**REQUIRED WORK**
What lines in the data hold the string "primary"? Show them.

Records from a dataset
++++++++++

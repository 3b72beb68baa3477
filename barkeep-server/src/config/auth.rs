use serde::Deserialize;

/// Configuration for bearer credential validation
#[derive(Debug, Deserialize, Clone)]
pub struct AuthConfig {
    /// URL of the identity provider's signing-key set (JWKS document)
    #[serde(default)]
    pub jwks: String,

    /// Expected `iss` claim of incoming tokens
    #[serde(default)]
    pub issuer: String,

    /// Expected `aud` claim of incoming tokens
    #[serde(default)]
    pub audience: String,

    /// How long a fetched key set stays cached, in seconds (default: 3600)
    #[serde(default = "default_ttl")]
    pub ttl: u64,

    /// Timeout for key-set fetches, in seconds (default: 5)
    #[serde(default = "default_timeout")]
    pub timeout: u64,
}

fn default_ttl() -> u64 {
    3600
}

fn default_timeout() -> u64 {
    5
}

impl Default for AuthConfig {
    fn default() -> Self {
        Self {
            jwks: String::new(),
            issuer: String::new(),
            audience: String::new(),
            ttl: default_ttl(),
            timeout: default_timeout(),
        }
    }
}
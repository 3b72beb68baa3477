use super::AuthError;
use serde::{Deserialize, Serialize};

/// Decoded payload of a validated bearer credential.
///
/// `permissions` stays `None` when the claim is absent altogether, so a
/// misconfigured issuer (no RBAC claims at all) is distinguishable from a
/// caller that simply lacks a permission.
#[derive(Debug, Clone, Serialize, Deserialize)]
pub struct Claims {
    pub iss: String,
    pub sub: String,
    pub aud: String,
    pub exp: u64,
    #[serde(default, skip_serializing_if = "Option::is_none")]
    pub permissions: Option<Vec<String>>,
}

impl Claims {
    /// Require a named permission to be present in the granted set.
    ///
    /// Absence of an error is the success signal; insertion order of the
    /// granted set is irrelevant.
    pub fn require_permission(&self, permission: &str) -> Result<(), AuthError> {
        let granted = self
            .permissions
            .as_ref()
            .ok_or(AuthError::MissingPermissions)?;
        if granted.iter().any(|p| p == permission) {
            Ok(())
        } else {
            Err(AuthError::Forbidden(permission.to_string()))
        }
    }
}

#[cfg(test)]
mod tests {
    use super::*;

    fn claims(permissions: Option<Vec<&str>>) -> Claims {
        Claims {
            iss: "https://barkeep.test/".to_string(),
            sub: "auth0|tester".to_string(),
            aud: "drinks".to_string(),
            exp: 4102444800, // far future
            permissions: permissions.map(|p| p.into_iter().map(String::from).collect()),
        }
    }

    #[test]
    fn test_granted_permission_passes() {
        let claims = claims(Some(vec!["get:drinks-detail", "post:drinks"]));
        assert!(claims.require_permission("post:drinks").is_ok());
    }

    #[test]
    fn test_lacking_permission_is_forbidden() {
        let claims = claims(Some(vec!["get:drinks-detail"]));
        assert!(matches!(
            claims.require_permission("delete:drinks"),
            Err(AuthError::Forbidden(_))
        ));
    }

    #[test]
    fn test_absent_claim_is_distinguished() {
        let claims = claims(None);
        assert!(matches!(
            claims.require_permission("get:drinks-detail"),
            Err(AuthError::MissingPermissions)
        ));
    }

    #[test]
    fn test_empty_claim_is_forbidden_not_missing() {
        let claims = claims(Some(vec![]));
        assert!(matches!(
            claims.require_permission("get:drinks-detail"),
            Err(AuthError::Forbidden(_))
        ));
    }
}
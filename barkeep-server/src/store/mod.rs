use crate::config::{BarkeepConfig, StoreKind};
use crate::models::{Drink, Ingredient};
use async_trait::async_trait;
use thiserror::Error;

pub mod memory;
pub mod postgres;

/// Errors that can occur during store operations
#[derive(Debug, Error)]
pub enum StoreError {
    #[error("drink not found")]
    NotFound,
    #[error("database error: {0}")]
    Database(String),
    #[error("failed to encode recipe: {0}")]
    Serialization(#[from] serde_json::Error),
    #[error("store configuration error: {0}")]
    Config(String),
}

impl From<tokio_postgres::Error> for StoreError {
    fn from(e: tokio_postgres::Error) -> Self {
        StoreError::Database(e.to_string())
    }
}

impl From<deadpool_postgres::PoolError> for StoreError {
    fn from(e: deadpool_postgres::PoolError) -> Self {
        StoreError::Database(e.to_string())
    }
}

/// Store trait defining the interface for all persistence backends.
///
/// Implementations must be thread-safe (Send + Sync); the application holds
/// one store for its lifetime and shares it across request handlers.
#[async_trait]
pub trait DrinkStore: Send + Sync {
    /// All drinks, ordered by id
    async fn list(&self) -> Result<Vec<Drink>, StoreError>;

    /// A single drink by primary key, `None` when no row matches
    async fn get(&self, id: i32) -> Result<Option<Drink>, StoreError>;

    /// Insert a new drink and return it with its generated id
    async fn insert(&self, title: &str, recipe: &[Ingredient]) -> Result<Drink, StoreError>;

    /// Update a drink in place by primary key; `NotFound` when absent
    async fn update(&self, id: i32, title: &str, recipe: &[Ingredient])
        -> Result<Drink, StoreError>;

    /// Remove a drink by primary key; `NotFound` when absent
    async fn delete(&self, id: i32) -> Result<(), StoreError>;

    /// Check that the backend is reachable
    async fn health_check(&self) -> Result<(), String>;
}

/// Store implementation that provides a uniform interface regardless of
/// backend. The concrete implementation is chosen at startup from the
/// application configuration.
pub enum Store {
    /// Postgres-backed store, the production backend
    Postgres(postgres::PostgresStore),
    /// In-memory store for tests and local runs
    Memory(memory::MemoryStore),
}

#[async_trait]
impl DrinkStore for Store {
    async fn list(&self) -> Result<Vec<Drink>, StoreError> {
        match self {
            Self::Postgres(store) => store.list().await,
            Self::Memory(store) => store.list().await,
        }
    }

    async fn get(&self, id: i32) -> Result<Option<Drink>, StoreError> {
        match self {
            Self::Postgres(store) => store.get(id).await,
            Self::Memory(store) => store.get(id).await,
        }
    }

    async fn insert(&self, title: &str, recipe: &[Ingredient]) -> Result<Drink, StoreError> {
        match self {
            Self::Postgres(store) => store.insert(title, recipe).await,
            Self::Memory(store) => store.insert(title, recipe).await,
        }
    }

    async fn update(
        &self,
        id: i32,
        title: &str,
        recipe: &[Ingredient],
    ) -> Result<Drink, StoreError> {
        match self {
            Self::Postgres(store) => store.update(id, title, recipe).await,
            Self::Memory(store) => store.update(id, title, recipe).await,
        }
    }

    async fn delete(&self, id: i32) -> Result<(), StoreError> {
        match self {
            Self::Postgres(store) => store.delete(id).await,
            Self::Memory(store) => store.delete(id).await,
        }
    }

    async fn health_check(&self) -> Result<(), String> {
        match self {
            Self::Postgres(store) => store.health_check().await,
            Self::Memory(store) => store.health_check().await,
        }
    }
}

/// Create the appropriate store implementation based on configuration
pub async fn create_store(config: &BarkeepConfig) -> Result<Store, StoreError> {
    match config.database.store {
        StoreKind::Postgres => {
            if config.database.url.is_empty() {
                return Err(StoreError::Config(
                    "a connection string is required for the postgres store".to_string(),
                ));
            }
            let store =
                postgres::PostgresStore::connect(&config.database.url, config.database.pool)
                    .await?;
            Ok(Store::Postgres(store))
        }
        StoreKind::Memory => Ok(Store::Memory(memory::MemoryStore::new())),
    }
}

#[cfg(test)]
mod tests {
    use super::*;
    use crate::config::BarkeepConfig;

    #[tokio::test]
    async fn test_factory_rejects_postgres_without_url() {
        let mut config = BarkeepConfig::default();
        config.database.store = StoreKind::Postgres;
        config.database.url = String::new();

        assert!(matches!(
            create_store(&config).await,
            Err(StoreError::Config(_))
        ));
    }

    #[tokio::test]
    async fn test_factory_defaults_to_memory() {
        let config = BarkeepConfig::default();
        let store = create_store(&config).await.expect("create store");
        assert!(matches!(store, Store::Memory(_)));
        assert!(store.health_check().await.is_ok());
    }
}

++++++++++

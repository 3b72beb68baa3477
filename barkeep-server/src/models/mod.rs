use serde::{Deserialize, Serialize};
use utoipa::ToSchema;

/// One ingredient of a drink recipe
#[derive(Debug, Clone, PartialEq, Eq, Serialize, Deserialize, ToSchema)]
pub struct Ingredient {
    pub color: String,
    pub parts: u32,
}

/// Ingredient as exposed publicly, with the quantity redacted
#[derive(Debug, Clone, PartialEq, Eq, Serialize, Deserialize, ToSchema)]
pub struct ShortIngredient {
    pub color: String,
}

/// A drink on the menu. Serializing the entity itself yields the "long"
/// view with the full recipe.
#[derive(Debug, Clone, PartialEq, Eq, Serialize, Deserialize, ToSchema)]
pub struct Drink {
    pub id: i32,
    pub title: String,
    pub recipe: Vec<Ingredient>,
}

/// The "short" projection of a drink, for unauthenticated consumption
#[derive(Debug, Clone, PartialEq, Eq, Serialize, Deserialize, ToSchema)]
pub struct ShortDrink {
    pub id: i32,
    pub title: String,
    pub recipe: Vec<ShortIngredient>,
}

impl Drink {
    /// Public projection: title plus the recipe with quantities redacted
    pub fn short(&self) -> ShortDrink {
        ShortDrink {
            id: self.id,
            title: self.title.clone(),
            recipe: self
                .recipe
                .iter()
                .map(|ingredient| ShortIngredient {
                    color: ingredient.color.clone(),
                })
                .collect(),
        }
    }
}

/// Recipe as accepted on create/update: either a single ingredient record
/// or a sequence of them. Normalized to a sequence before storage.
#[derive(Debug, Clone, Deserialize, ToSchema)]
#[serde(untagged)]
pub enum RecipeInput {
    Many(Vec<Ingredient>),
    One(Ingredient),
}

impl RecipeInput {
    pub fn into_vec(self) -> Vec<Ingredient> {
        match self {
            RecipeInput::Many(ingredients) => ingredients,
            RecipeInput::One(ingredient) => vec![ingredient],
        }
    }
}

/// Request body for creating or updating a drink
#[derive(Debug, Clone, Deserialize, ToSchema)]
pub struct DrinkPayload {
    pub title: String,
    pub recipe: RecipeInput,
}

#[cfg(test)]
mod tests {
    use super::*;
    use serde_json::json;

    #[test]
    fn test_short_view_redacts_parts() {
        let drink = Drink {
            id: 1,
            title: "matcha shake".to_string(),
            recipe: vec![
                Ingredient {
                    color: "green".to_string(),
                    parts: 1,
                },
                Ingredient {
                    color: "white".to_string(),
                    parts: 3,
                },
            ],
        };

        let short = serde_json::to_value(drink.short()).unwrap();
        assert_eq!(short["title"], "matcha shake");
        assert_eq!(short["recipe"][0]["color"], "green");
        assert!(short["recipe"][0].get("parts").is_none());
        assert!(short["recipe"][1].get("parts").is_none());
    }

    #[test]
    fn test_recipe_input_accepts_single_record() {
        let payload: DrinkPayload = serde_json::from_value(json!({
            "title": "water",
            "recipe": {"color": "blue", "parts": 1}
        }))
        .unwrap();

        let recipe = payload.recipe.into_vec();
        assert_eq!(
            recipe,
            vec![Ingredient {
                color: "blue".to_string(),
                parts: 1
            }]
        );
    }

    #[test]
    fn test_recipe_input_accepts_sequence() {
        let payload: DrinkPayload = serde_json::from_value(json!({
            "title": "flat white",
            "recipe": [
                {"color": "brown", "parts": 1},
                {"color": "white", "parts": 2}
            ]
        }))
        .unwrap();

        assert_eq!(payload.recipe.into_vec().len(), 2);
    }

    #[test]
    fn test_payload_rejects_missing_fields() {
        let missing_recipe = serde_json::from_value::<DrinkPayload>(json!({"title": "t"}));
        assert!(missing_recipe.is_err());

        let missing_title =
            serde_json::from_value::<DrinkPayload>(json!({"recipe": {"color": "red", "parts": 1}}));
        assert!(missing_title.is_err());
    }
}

++++++++++

**RESPONSE AREA**
    /// A single drink by primary key, `None` when no row matches
    /// Update a drink in place by primary key; `NotFound` when absent
    /// Remove a drink by primary key; `NotFound` when absent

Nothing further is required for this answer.